Instructions for the task: Present the following data again exactly as it is shown.

Provided data:
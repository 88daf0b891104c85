//! The knowledge base behind `/ask`: the currently active document index.
//!
//! Starts empty (or with the index persisted by a previous run). Each
//! successful ingestion builds a new index and swaps it in; requests already
//! holding the previous retriever finish against it.

use serde::{Deserialize, Serialize};
use std::path::{Path, PathBuf};
use std::sync::Arc;
use tokio::sync::RwLock;

use crate::config::{Config, PerformanceConfig};
use crate::db::Db;
use crate::embeddings::Embedder;
use crate::error::{AskragError, Result};
use crate::index::{load_active_index, save_index, VectorIndex};
use crate::ingest::{file_extension, load_and_chunk, ParserRegistry};
use crate::sources::VectorRetriever;

/// Outcome of ingesting one file.
#[derive(Debug, Clone, PartialEq, Serialize, Deserialize)]
pub struct IngestReport {
    pub filename: String,
    pub chunks: usize,
}

pub struct KnowledgeBase {
    db: Db,
    embedder: Arc<dyn Embedder>,
    registry: ParserRegistry,
    performance: PerformanceConfig,
    data_dir: PathBuf,
    active: RwLock<Option<Arc<VectorRetriever>>>,
}

impl KnowledgeBase {
    /// An empty knowledge base. Call [`KnowledgeBase::restore`] to pick up a
    /// persisted index.
    pub fn new(
        db: Db,
        embedder: Arc<dyn Embedder>,
        performance: PerformanceConfig,
        data_dir: impl Into<PathBuf>,
    ) -> Self {
        Self {
            db,
            embedder,
            registry: ParserRegistry::new(),
            performance,
            data_dir: data_dir.into(),
            active: RwLock::new(None),
        }
    }

    /// Open the database from config and restore any persisted index.
    pub async fn open(config: &Config, embedder: Arc<dyn Embedder>) -> Result<Self> {
        let db = Db::new(config.db_path());
        db.init_schema().await?;

        let kb = Self::new(db, embedder, config.performance.clone(), config.data_dir());
        kb.restore().await?;
        Ok(kb)
    }

    /// Load the persisted index, if any. Returns whether one was found.
    pub async fn restore(&self) -> Result<bool> {
        match load_active_index(&self.db).await? {
            Some(index) => {
                log::info!(
                    "Restored index for {} ({} chunks)",
                    index.filename(),
                    index.len()
                );
                self.activate(index).await;
                Ok(true)
            }
            None => {
                log::info!("No persisted index; answering without documents until one is ingested");
                Ok(false)
            }
        }
    }

    /// The retriever for the active index, or `None` before any ingestion.
    pub async fn retriever(&self) -> Option<Arc<VectorRetriever>> {
        self.active.read().await.clone()
    }

    /// Filename of the active document, if any.
    pub async fn active_document(&self) -> Option<String> {
        self.active
            .read()
            .await
            .as_ref()
            .map(|r| r.index().filename().to_string())
    }

    async fn activate(&self, index: VectorIndex) {
        let retriever = VectorRetriever::new(Arc::new(index), self.embedder.clone());
        *self.active.write().await = Some(Arc::new(retriever));
    }

    /// Ingest a file already on disk and make it the active index.
    pub async fn ingest_path(&self, path: &Path) -> Result<IngestReport> {
        let start = std::time::Instant::now();
        let (document, chunks) = load_and_chunk(path, &self.registry, &self.performance)?;

        let texts: Vec<String> = chunks.into_iter().map(|c| c.text).collect();
        let embeddings = self.embedder.embed_batch(texts.clone()).await?;
        let index = VectorIndex::build(
            document.filename.clone(),
            document.source_hash,
            texts,
            embeddings,
        )?;

        save_index(&self.db, &index).await?;

        let report = IngestReport {
            filename: document.filename,
            chunks: index.len(),
        };
        self.activate(index).await;

        log::info!(
            "Ingested {} into {} chunks in {:?}",
            report.filename,
            report.chunks,
            start.elapsed()
        );
        Ok(report)
    }

    /// Save uploaded bytes under the data directory, then ingest them.
    ///
    /// Unsupported types are rejected before anything is written.
    pub async fn ingest_upload(&self, filename: &str, bytes: &[u8]) -> Result<IngestReport> {
        let name = Path::new(filename)
            .file_name()
            .and_then(|n| n.to_str())
            .filter(|n| !n.trim().is_empty())
            .ok_or_else(|| {
                AskragError::InvalidInput(format!("Invalid upload filename: {:?}", filename))
            })?;

        let saved = self.data_dir.join(name);
        self.registry.check_supported(name, &file_extension(&saved))?;

        tokio::fs::create_dir_all(&self.data_dir).await?;
        tokio::fs::write(&saved, bytes).await?;
        log::debug!("Saved upload to {}", saved.display());

        self.ingest_path(&saved).await
    }
}

#[cfg(test)]
mod tests {
    use super::*;
    use crate::sources::retrieval::tests::KeywordEmbedder;
    use crate::sources::{Passage, Retriever};
    use tempfile::TempDir;

    fn performance() -> PerformanceConfig {
        PerformanceConfig {
            chunk_size_tokens: 250,
            chunk_overlap_tokens: 25,
        }
    }

    async fn knowledge_base(temp_dir: &TempDir) -> KnowledgeBase {
        let db = Db::new(temp_dir.path().join("askrag.db"));
        db.init_schema().await.unwrap();
        KnowledgeBase::new(
            db,
            Arc::new(KeywordEmbedder),
            performance(),
            temp_dir.path().join("uploads"),
        )
    }

    #[tokio::test]
    async fn test_starts_empty() {
        let temp_dir = TempDir::new().unwrap();
        let kb = knowledge_base(&temp_dir).await;

        assert!(!kb.restore().await.unwrap());
        assert!(kb.retriever().await.is_none());
        assert!(kb.active_document().await.is_none());
    }

    #[tokio::test]
    async fn test_upload_activates_index() {
        let temp_dir = TempDir::new().unwrap();
        let kb = knowledge_base(&temp_dir).await;

        let csv = b"city,fact\nParis,capital of France\nBerlin,capital of Germany\n";
        let report = kb.ingest_upload("cities.csv", csv).await.unwrap();

        assert_eq!(report, IngestReport { filename: "cities.csv".to_string(), chunks: 2 });
        assert!(temp_dir.path().join("uploads").join("cities.csv").exists());

        let retriever = kb.retriever().await.unwrap();
        let passages = retriever.similarity_search("paris", 1).await.unwrap();
        assert_eq!(passages, vec![Passage::new("city: Paris\nfact: capital of France")]);
    }

    #[tokio::test]
    async fn test_ingest_replaces_active_index() {
        let temp_dir = TempDir::new().unwrap();
        let kb = knowledge_base(&temp_dir).await;

        kb.ingest_upload("a.txt", b"Paris is lovely.").await.unwrap();
        let first = kb.retriever().await.unwrap();
        kb.ingest_upload("b.txt", b"Berlin is lively.").await.unwrap();

        assert_eq!(kb.active_document().await.as_deref(), Some("b.txt"));
        // A request that grabbed the old retriever keeps working against it.
        assert_eq!(first.index().filename(), "a.txt");
    }

    #[tokio::test]
    async fn test_restore_after_restart() {
        let temp_dir = TempDir::new().unwrap();
        {
            let kb = knowledge_base(&temp_dir).await;
            kb.ingest_upload("notes.md", b"# Paris\n\nCapital of France.\n").await.unwrap();
        }

        let kb = knowledge_base(&temp_dir).await;
        assert!(kb.restore().await.unwrap());
        assert_eq!(kb.active_document().await.as_deref(), Some("notes.md"));
    }

    #[tokio::test]
    async fn test_unsupported_upload_not_saved() {
        let temp_dir = TempDir::new().unwrap();
        let kb = knowledge_base(&temp_dir).await;

        let err = kb.ingest_upload("scan.pdf", b"%PDF-1.7").await.unwrap_err();

        assert!(matches!(err, AskragError::UnsupportedDocumentType(_)));
        assert!(!temp_dir.path().join("uploads").join("scan.pdf").exists());
        assert!(kb.retriever().await.is_none());
    }

    #[tokio::test]
    async fn test_upload_filename_cannot_escape_data_dir() {
        let temp_dir = TempDir::new().unwrap();
        let kb = knowledge_base(&temp_dir).await;

        let report = kb.ingest_upload("../../evil.txt", b"Bread is baked.").await.unwrap();

        assert_eq!(report.filename, "evil.txt");
        assert!(temp_dir.path().join("uploads").join("evil.txt").exists());
        assert!(kb.ingest_upload("..", b"x").await.is_err());
    }
}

Reply:
repository 88daf0b891104c85
//! The knowledge base behind `/ask`: the currently active document index.
//!
//! Starts empty (or with the index persisted by a previous run). Each
//! successful ingestion builds a new index and swaps it in; requests already
//! holding the previous retriever finish against it.

use serde::{Deserialize, Serialize};
use std::path::{Path, PathBuf};
use std::sync::Arc;
use tokio::sync::RwLock;

use crate::config::{Config, PerformanceConfig};
use crate::db::Db;
use crate::embeddings::Embedder;
use crate::error::{AskragError, Result};
use crate::index::{load_active_index, save_index, VectorIndex};
use crate::ingest::{file_extension, load_and_chunk, ParserRegistry};
use crate::sources::VectorRetriever;

/// Outcome of ingesting one file.
#[derive(Debug, Clone, PartialEq, Serialize, Deserialize)]
pub struct IngestReport {
    pub filename: String,
    pub chunks: usize,
}

pub struct KnowledgeBase {
    db: Db,
    embedder: Arc<dyn Embedder>,
    registry: ParserRegistry,
    performance: PerformanceConfig,
    data_dir: PathBuf,
    active: RwLock<Option<Arc<VectorRetriever>>>,
}

impl KnowledgeBase {
    /// An empty knowledge base. Call [`KnowledgeBase::restore`] to pick up a
    /// persisted index.
    pub fn new(
        db: Db,
        embedder: Arc<dyn Embedder>,
        performance: PerformanceConfig,
        data_dir: impl Into<PathBuf>,
    ) -> Self {
        Self {
            db,
            embedder,
            registry: ParserRegistry::new(),
            performance,
            data_dir: data_dir.into(),
            active: RwLock::new(None),
        }
    }

    /// Open the database from config and restore any persisted index.
    pub async fn open(config: &Config, embedder: Arc<dyn Embedder>) -> Result<Self> {
        let db = Db::new(config.db_path());
        db.init_schema().await?;

        let kb = Self::new(db, embedder, config.performance.clone(), config.data_dir());
        kb.restore().await?;
        Ok(kb)
    }

    /// Load the persisted index, if any. Returns whether one was found.
    pub async fn restore(&self) -> Result<bool> {
        match load_active_index(&self.db).await? {
            Some(index) => {
                log::info!(
                    "Restored index for {} ({} chunks)",
                    index.filename(),
                    index.len()
                );
                self.activate(index).await;
                Ok(true)
            }
            None => {
                log::info!("No persisted index; answering without documents until one is ingested");
                Ok(false)
            }
        }
    }

    /// The retriever for the active index, or `None` before any ingestion.
    pub async fn retriever(&self) -> Option<Arc<VectorRetriever>> {
        self.active.read().await.clone()
    }

    /// Filename of the active document, if any.
    pub async fn active_document(&self) -> Option<String> {
        self.active
            .read()
            .await
            .as_ref()
            .map(|r| r.index().filename().to_string())
    }

    async fn activate(&self, index: VectorIndex) {
        let retriever = VectorRetriever::new(Arc::new(index), self.embedder.clone());
        *self.active.write().await = Some(Arc::new(retriever));
    }

    /// Ingest a file already on disk and make it the active index.
    pub async fn ingest_path(&self, path: &Path) -> Result<IngestReport> {
        let start = std::time::Instant::now();
        let (document, chunks) = load_and_chunk(path, &self.registry, &self.performance)?;

        let texts: Vec<String> = chunks.into_iter().map(|c| c.text).collect();
        let embeddings = self.embedder.embed_batch(texts.clone()).await?;
        let index = VectorIndex::build(
            document.filename.clone(),
            document.source_hash,
            texts,
            embeddings,
        )?;

        save_index(&self.db, &index).await?;

        let report = IngestReport {
            filename: document.filename,
            chunks: index.len(),
        };
        self.activate(index).await;

        log::info!(
            "Ingested {} into {} chunks in {:?}",
            report.filename,
            report.chunks,
            start.elapsed()
        );
        Ok(report)
    }

    /// Save uploaded bytes under the data directory, then ingest them.
    ///
    /// Unsupported types are rejected before anything is written.
    pub async fn ingest_upload(&self, filename: &str, bytes: &[u8]) -> Result<IngestReport> {
        let name = Path::new(filename)
            .file_name()
            .and_then(|n| n.to_str())
            .filter(|n| !n.trim().is_empty())
            .ok_or_else(|| {
                AskragError::InvalidInput(format!("Invalid upload filename: {:?}", filename))
            })?;

        let saved = self.data_dir.join(name);
        self.registry.check_supported(name, &file_extension(&saved))?;

        tokio::fs::create_dir_all(&self.data_dir).await?;
        tokio::fs::write(&saved, bytes).await?;
        log::debug!("Saved upload to {}", saved.display());

        self.ingest_path(&saved).await
    }
}

#[cfg(test)]
mod tests {
    use super::*;
    use crate::sources::retrieval::tests::KeywordEmbedder;
    use crate::sources::{Passage, Retriever};
    use tempfile::TempDir;

    fn performance() -> PerformanceConfig {
        PerformanceConfig {
            chunk_size_tokens: 250,
            chunk_overlap_tokens: 25,
        }
    }

    async fn knowledge_base(temp_dir: &TempDir) -> KnowledgeBase {
        let db = Db::new(temp_dir.path().join("askrag.db"));
        db.init_schema().await.unwrap();
        KnowledgeBase::new(
            db,
            Arc::new(KeywordEmbedder),
            performance(),
            temp_dir.path().join("uploads"),
        )
    }

    #[tokio::test]
    async fn test_starts_empty() {
        let temp_dir = TempDir::new().unwrap();
        let kb = knowledge_base(&temp_dir).await;

        assert!(!kb.restore().await.unwrap());
        assert!(kb.retriever().await.is_none());
        assert!(kb.active_document().await.is_none());
    }

    #[tokio::test]
    async fn test_upload_activates_index() {
        let temp_dir = TempDir::new().unwrap();
        let kb = knowledge_base(&temp_dir).await;

        let csv = b"city,fact\nParis,capital of France\nBerlin,capital of Germany\n";
        let report = kb.ingest_upload("cities.csv", csv).await.unwrap();

        assert_eq!(report, IngestReport { filename: "cities.csv".to_string(), chunks: 2 });
        assert!(temp_dir.path().join("uploads").join("cities.csv").exists());

        let retriever = kb.retriever().await.unwrap();
        let passages = retriever.similarity_search("paris", 1).await.unwrap();
        assert_eq!(passages, vec![Passage::new("city: Paris\nfact: capital of France")]);
    }

    #[tokio::test]
    async fn test_ingest_replaces_active_index() {
        let temp_dir = TempDir::new().unwrap();
        let kb = knowledge_base(&temp_dir).await;

        kb.ingest_upload("a.txt", b"Paris is lovely.").await.unwrap();
        let first = kb.retriever().await.unwrap();
        kb.ingest_upload("b.txt", b"Berlin is lively.").await.unwrap();

        assert_eq!(kb.active_document().await.as_deref(), Some("b.txt"));
        // A request that grabbed the old retriever keeps working against it.
        assert_eq!(first.index().filename(), "a.txt");
    }

    #[tokio::test]
    async fn test_restore_after_restart() {
        let temp_dir = TempDir::new().unwrap();
        {
            let kb = knowledge_base(&temp_dir).await;
            kb.ingest_upload("notes.md", b"# Paris\n\nCapital of France.\n").await.unwrap();
        }

        let kb = knowledge_base(&temp_dir).await;
        assert!(kb.restore().await.unwrap());
        assert_eq!(kb.active_document().await.as_deref(), Some("notes.md"));
    }

    #[tokio::test]
    async fn test_unsupported_upload_not_saved() {
        let temp_dir = TempDir::new().unwrap();
        let kb = knowledge_base(&temp_dir).await;

        let err = kb.ingest_upload("scan.pdf", b"%PDF-1.7").await.unwrap_err();

        assert!(matches!(err, AskragError::UnsupportedDocumentType(_)));
        assert!(!temp_dir.path().join("uploads").join("scan.pdf").exists());
        assert!(kb.retriever().await.is_none());
    }

    #[tokio::test]
    async fn test_upload_filename_cannot_escape_data_dir() {
        let temp_dir = TempDir::new().unwrap();
        let kb = knowledge_base(&temp_dir).await;

        let report = kb.ingest_upload("../../evil.txt", b"Bread is baked.").await.unwrap();

        assert_eq!(report.filename, "evil.txt");
        assert!(temp_dir.path().join("uploads").join("evil.txt").exists());
        assert!(kb.ingest_upload("..", b"x").await.is_err());
    }
}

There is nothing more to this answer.